ABOUT THIS TASK — In the records below, find the lines that include "StoredItem" and copy each.

*** Opening of RECORD EXTRACTS ***

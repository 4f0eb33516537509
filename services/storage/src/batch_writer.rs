use crate::config::WriterConfig;
use crate::error::StoreError;
use crate::id_gen::MonotonicIdGenerator;
use crate::kv_store::{KeyValueStore, MAX_BATCH_ITEMS};
use crate::model::{PartitionKey, PutOutcome, SocialMediaItem, StoredItem};
use chrono::Utc;
use futures::future::try_join_all;
use std::sync::Arc;
use std::time::Instant;
use tracing::{debug, info, instrument, warn};

/// Outcome of one insert call
#[derive(Debug, Clone, Copy, Default, PartialEq, Eq)]
pub struct InsertSummary {
    /// Rows newly written (and added to the partition count)
    pub inserted: usize,
    /// Items that already existed
    pub duplicates: usize,
    /// Items dropped by validation
    pub rejected: usize,
}

/// Persists item batches with bounded write concurrency and keeps the
/// partition counter in step with newly inserted rows
pub struct BatchWriter {
    store: Arc<dyn KeyValueStore>,
    ids: Arc<MonotonicIdGenerator>,
    chunk_size: usize,
    max_in_flight: usize,
}

impl BatchWriter {
    pub fn new(store: Arc<dyn KeyValueStore>, ids: Arc<MonotonicIdGenerator>, config: &WriterConfig) -> Self {
        Self {
            store,
            ids,
            chunk_size: config.chunk_size.clamp(1, MAX_BATCH_ITEMS),
            max_in_flight: config.max_in_flight.max(1),
        }
    }

    /// Insert items into a partition.
    ///
    /// Chunks are written in waves of at most `max_in_flight` concurrent
    /// requests. Any store error aborts the call before the count is touched;
    /// rows already written by then are picked up as duplicates on retry.
    #[instrument(skip(self, items), fields(partition = %partition, count = items.len()))]
    pub async fn insert(
        &self,
        partition: &PartitionKey,
        items: Vec<SocialMediaItem>,
    ) -> Result<InsertSummary, StoreError> {
        let mut summary = InsertSummary::default();
        let inserted_at = Utc::now();

        let rows: Vec<StoredItem> = items
            .into_iter()
            .filter(|item| {
                let valid = !item.id.trim().is_empty();
                if !valid {
                    warn!(partition = %partition, "Rejecting item without provider id");
                    summary.rejected += 1;
                }
                valid
            })
            .map(|data| StoredItem {
                partition: partition.clone(),
                sort_id: self.ids.next_string(),
                inserted_at,
                data,
            })
            .collect();

        if rows.is_empty() {
            return Ok(summary);
        }

        let started = Instant::now();
        let chunks: Vec<&[StoredItem]> = rows.chunks(self.chunk_size).collect();

        for wave in chunks.chunks(self.max_in_flight) {
            let results = try_join_all(wave.iter().map(|chunk| self.store.put_items_if_absent(chunk)))
                .await
                .inspect_err(|_| {
                    metrics::counter!("storage.batches.failed").increment(1);
                })?;

            for outcome in results.into_iter().flatten() {
                match outcome {
                    PutOutcome::Inserted => summary.inserted += 1,
                    PutOutcome::Duplicate => summary.duplicates += 1,
                }
            }
        }

        if summary.inserted > 0 {
            self.store
                .add_to_count(partition, summary.inserted as i64)
                .await?;
        }

        metrics::counter!("storage.items.inserted").increment(summary.inserted as u64);
        metrics::counter!("storage.items.duplicate").increment(summary.duplicates as u64);
        metrics::histogram!("storage.insert.duration_seconds").record(started.elapsed().as_secs_f64());

        if summary.duplicates > 0 {
            debug!(duplicates = summary.duplicates, "Skipped already stored items");
        }
        info!(
            partition = %partition,
            inserted = summary.inserted,
            duplicates = summary.duplicates,
            "Batch stored"
        );

        Ok(summary)
    }
}
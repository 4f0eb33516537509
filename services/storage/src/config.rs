use aws_config::{BehaviorVersion, SdkConfig};
use serde::Deserialize;
use std::time::Duration;

/// Which key-value store implementation to use
#[derive(Debug, Clone, Copy, PartialEq, Eq, Deserialize, Default)]
#[serde(rename_all = "lowercase")]
pub enum StorageBackend {
    #[default]
    Dynamodb,
    Memory,
}

/// Key-value store configuration
#[derive(Debug, Clone, Deserialize)]
pub struct StorageConfig {
    /// Store implementation
    #[serde(default)]
    pub backend: StorageBackend,
    /// AWS region
    #[serde(default = "default_region")]
    pub region: String,
    /// Custom endpoint URL (for DynamoDB Local, LocalStack, etc.)
    pub endpoint_url: Option<String>,
    /// Table holding item rows
    #[serde(default = "default_items_table")]
    pub items_table: String,
    /// Table holding per-partition counters
    #[serde(default = "default_counts_table")]
    pub counts_table: String,
    /// Table holding dedup guards for insert-if-absent
    #[serde(default = "default_dedup_table")]
    pub dedup_table: String,
    /// Lifetime of dedup guards in seconds (applied through the table TTL)
    #[serde(default = "default_dedup_ttl_secs")]
    pub dedup_ttl_secs: u64,
    /// Conditional puts in flight per batch call. Peak store requests are
    /// `WriterConfig::max_in_flight * put_concurrency`.
    #[serde(default = "default_put_concurrency")]
    pub put_concurrency: usize,
}

/// Object store configuration
#[derive(Debug, Clone, Deserialize)]
pub struct ObjectStoreConfig {
    /// S3 bucket name for archives
    pub bucket: String,
    /// AWS region
    #[serde(default = "default_region")]
    pub region: String,
    /// Custom endpoint URL (for MinIO, LocalStack, etc.)
    pub endpoint_url: Option<String>,
    /// Force path-style access (required for MinIO)
    #[serde(default)]
    pub force_path_style: bool,
    /// Multipart upload threshold in bytes (5MB default)
    #[serde(default = "default_multipart_threshold")]
    pub multipart_threshold_bytes: usize,
    /// Part size for multipart uploads in bytes (5MB default)
    #[serde(default = "default_part_size")]
    pub part_size_bytes: usize,
}

/// Batch writer tuning
#[derive(Debug, Clone, Deserialize)]
pub struct WriterConfig {
    /// Items per store write, capped at the store batch limit
    #[serde(default = "default_chunk_size")]
    pub chunk_size: usize,
    /// Chunk writes in flight per insert call
    #[serde(default = "default_max_in_flight")]
    pub max_in_flight: usize,
}

// Default value functions
fn default_region() -> String {
    "us-east-1".to_string()
}

fn default_items_table() -> String {
    "SocialMediaTable".to_string()
}

fn default_counts_table() -> String {
    "ItemCountTable".to_string()
}

fn default_dedup_table() -> String {
    "SocialMediaDedupTable".to_string()
}

fn default_dedup_ttl_secs() -> u64 {
    7 * 24 * 3600
}

fn default_put_concurrency() -> usize {
    1
}

fn default_multipart_threshold() -> usize {
    5 * 1024 * 1024 // 5MB
}

fn default_part_size() -> usize {
    5 * 1024 * 1024 // 5MB
}

fn default_chunk_size() -> usize {
    crate::kv_store::MAX_BATCH_ITEMS
}

fn default_max_in_flight() -> usize {
    10
}

impl StorageConfig {
    /// Get dedup guard lifetime as Duration
    pub fn dedup_ttl(&self) -> Duration {
        Duration::from_secs(self.dedup_ttl_secs)
    }
}

impl Default for StorageConfig {
    fn default() -> Self {
        Self {
            backend: StorageBackend::default(),
            region: default_region(),
            endpoint_url: None,
            items_table: default_items_table(),
            counts_table: default_counts_table(),
            dedup_table: default_dedup_table(),
            dedup_ttl_secs: default_dedup_ttl_secs(),
            put_concurrency: default_put_concurrency(),
        }
    }
}

impl Default for WriterConfig {
    fn default() -> Self {
        Self {
            chunk_size: default_chunk_size(),
            max_in_flight: default_max_in_flight(),
        }
    }
}

/// Load shared AWS SDK configuration for a region
pub async fn load_sdk_config(region: &str) -> SdkConfig {
    aws_config::defaults(BehaviorVersion::latest())
        .region(aws_config::Region::new(region.to_string()))
        .load()
        .await
}

#[cfg(test)]
mod tests {
    use super::*;

    #[test]
    fn test_default_values() {
        let storage = StorageConfig::default();
        assert_eq!(storage.backend, StorageBackend::Dynamodb);
        assert_eq!(storage.counts_table, "ItemCountTable");
        assert_eq!(storage.dedup_ttl(), Duration::from_secs(604_800));
        assert_eq!(storage.put_concurrency, 1);

        let writer = WriterConfig::default();
        assert_eq!(writer.chunk_size, 25);
        assert_eq!(writer.max_in_flight, 10);
    }

    #[test]
    fn test_backend_deserialize() {
        let backend: StorageBackend = serde_json::from_str("\"memory\"").unwrap();
        assert_eq!(backend, StorageBackend::Memory);
    }
}
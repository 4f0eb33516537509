use crate::config::ObjectStoreConfig;
use crate::error::ExportError;
use async_trait::async_trait;
use aws_sdk_s3::config::Builder as S3ConfigBuilder;
use aws_sdk_s3::error::DisplayErrorContext;
use aws_sdk_s3::primitives::ByteStream;
use aws_sdk_s3::types::{CompletedMultipartUpload, CompletedPart};
use aws_sdk_s3::Client as S3Client;
use chrono::{DateTime, SecondsFormat, Utc};
use tracing::{debug, info, instrument};

/// Content type of archive objects
pub const JSON_CONTENT_TYPE: &str = "application/json";

/// Cold storage for archived rows
#[cfg_attr(any(test, feature = "mocks"), mockall::automock)]
#[async_trait]
pub trait ObjectStore: Send + Sync {
    /// Write an immutable object. Returns only once the write is acknowledged.
    async fn put_object(
        &self,
        key: &str,
        body: Vec<u8>,
        content_type: &str,
    ) -> Result<(), ExportError>;
}

/// Generate the archive object key for a partition export.
///
/// Format: `{prefix}/{partition}/{timestamp}_{suffix}.json`
///
/// The RFC 3339 timestamp keeps keys of one partition in export order; the
/// suffix keeps two exports in the same millisecond apart.
pub fn archive_key(prefix: &str, partition: &str, exported_at: DateTime<Utc>, suffix: &str) -> String {
    format!(
        "{prefix}/{partition}/{timestamp}_{suffix}.json",
        prefix = prefix.trim_end_matches('/'),
        partition = sanitize_path_component(partition),
        timestamp = exported_at.to_rfc3339_opts(SecondsFormat::Millis, true),
        suffix = sanitize_path_component(suffix),
    )
}

/// Sanitize a path component to prevent path traversal
fn sanitize_path_component(component: &str) -> String {
    component
        .chars()
        .map(|c| match c {
            'a'..='z' | 'A'..='Z' | '0'..='9' | '-' | '_' => c,
            _ => '_',
        })
        .collect()
}

/// S3-backed object store
pub struct S3ObjectStore {
    client: S3Client,
    bucket: String,
    config: ObjectStoreConfig,
}

impl S3ObjectStore {
    /// Create a new S3 object store
    pub async fn new(config: &ObjectStoreConfig) -> Self {
        let sdk_config = crate::config::load_sdk_config(&config.region).await;

        let mut s3_config_builder = S3ConfigBuilder::from(&sdk_config);

        // Configure custom endpoint for MinIO/LocalStack
        if let Some(ref endpoint_url) = config.endpoint_url {
            s3_config_builder = s3_config_builder.endpoint_url(endpoint_url);
        }

        // Force path-style access for MinIO compatibility
        if config.force_path_style {
            s3_config_builder = s3_config_builder.force_path_style(true);
        }

        let client = S3Client::from_conf(s3_config_builder.build());

        info!(
            bucket = %config.bucket,
            region = %config.region,
            "S3 object store initialized"
        );

        Self {
            client,
            bucket: config.bucket.clone(),
            config: config.clone(),
        }
    }

    /// Get the bucket name
    pub fn bucket(&self) -> &str {
        &self.bucket
    }

    /// Simple single-part upload for small objects
    async fn simple_upload(
        &self,
        key: &str,
        body: Vec<u8>,
        content_type: &str,
    ) -> Result<(), ExportError> {
        self.client
            .put_object()
            .bucket(&self.bucket)
            .key(key)
            .body(ByteStream::from(body))
            .content_type(content_type)
            .send()
            .await
            .map_err(|e| put_error(key, e))?;

        Ok(())
    }

    /// Multipart upload for large archives
    async fn multipart_upload(
        &self,
        key: &str,
        body: Vec<u8>,
        content_type: &str,
    ) -> Result<(), ExportError> {
        let create_response = self
            .client
            .create_multipart_upload()
            .bucket(&self.bucket)
            .key(key)
            .content_type(content_type)
            .send()
            .await
            .map_err(|e| put_error(key, e))?;

        let upload_id = create_response
            .upload_id()
            .ok_or_else(|| ExportError::MissingUploadId {
                key: key.to_string(),
            })?;

        let mut completed_parts = Vec::new();

        for (index, chunk) in body.chunks(self.config.part_size_bytes).enumerate() {
            let part_number = index as i32 + 1;

            let upload_part_response = self
                .client
                .upload_part()
                .bucket(&self.bucket)
                .key(key)
                .upload_id(upload_id)
                .part_number(part_number)
                .body(ByteStream::from(chunk.to_vec()))
                .send()
                .await
                .map_err(|e| put_error(key, e))?;

            completed_parts.push(
                CompletedPart::builder()
                    .part_number(part_number)
                    .e_tag(upload_part_response.e_tag().unwrap_or_default())
                    .build(),
            );
        }

        let completed_upload = CompletedMultipartUpload::builder()
            .set_parts(Some(completed_parts))
            .build();

        self.client
            .complete_multipart_upload()
            .bucket(&self.bucket)
            .key(key)
            .upload_id(upload_id)
            .multipart_upload(completed_upload)
            .send()
            .await
            .map_err(|e| put_error(key, e))?;

        Ok(())
    }
}

#[async_trait]
impl ObjectStore for S3ObjectStore {
    #[instrument(skip(self, body), fields(bucket = %self.bucket, size_bytes = body.len()))]
    async fn put_object(
        &self,
        key: &str,
        body: Vec<u8>,
        content_type: &str,
    ) -> Result<(), ExportError> {
        let size = body.len();
        debug!(key = %key, size_bytes = size, "Uploading object to S3");

        if size > self.config.multipart_threshold_bytes {
            self.multipart_upload(key, body, content_type).await?;
        } else {
            self.simple_upload(key, body, content_type).await?;
        }

        metrics::counter!("storage.objects.uploaded").increment(1);
        metrics::counter!("storage.bytes.uploaded").increment(size as u64);

        info!(key = %key, size_bytes = size, "Object uploaded");
        Ok(())
    }
}

fn put_error<E: std::error::Error>(key: &str, error: E) -> ExportError {
    ExportError::Put {
        key: key.to_string(),
        message: DisplayErrorContext(&error).to_string(),
    }
}
use anyhow::{Context, Result};
use tracing::{error, info};
use tracing_subscriber::{fmt, layer::SubscriberExt, util::SubscriberInitExt, EnvFilter};
use tweet_archiver::{build_job, ArchiverConfig};

#[tokio::main]
async fn main() -> Result<()> {
    // Load configuration
    let config = ArchiverConfig::load().context("Failed to load configuration")?;

    // Initialize logging
    init_tracing(&config.service.log_level, &config.service.log_format);

    config.validate().context("Invalid configuration")?;

    info!(
        service = %config.service.name,
        threshold = config.archive.threshold,
        bucket = %config.object_store.bucket,
        "Starting archival run"
    );

    let response = build_job(&config).await.run().await;

    println!(
        "{}",
        serde_json::to_string(&response).context("Failed to serialize job response")?
    );

    if !response.is_success() {
        error!(status_code = response.status_code, "Archival run failed");
        std::process::exit(1);
    }

    info!("Archival run completed");
    Ok(())
}

/// Initialize tracing/logging
fn init_tracing(log_level: &str, format: &str) {
    let env_filter = EnvFilter::try_from_default_env()
        .unwrap_or_else(|_| EnvFilter::new(log_level));

    let subscriber = tracing_subscriber::registry().with(env_filter);

    if format == "json" {
        subscriber.with(fmt::layer().json()).init();
    } else {
        subscriber.with(fmt::layer().pretty()).init();
    }
}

*** Close of RECORD EXTRACTS ***

WRITTEN ANSWER —
use crate::model::{PartitionKey, PutOutcome, SocialMediaItem, StoredItem};
        let rows: Vec<StoredItem> = items
            .map(|data| StoredItem {
        let chunks: Vec<&[StoredItem]> = rows.chunks(self.chunk_size).collect();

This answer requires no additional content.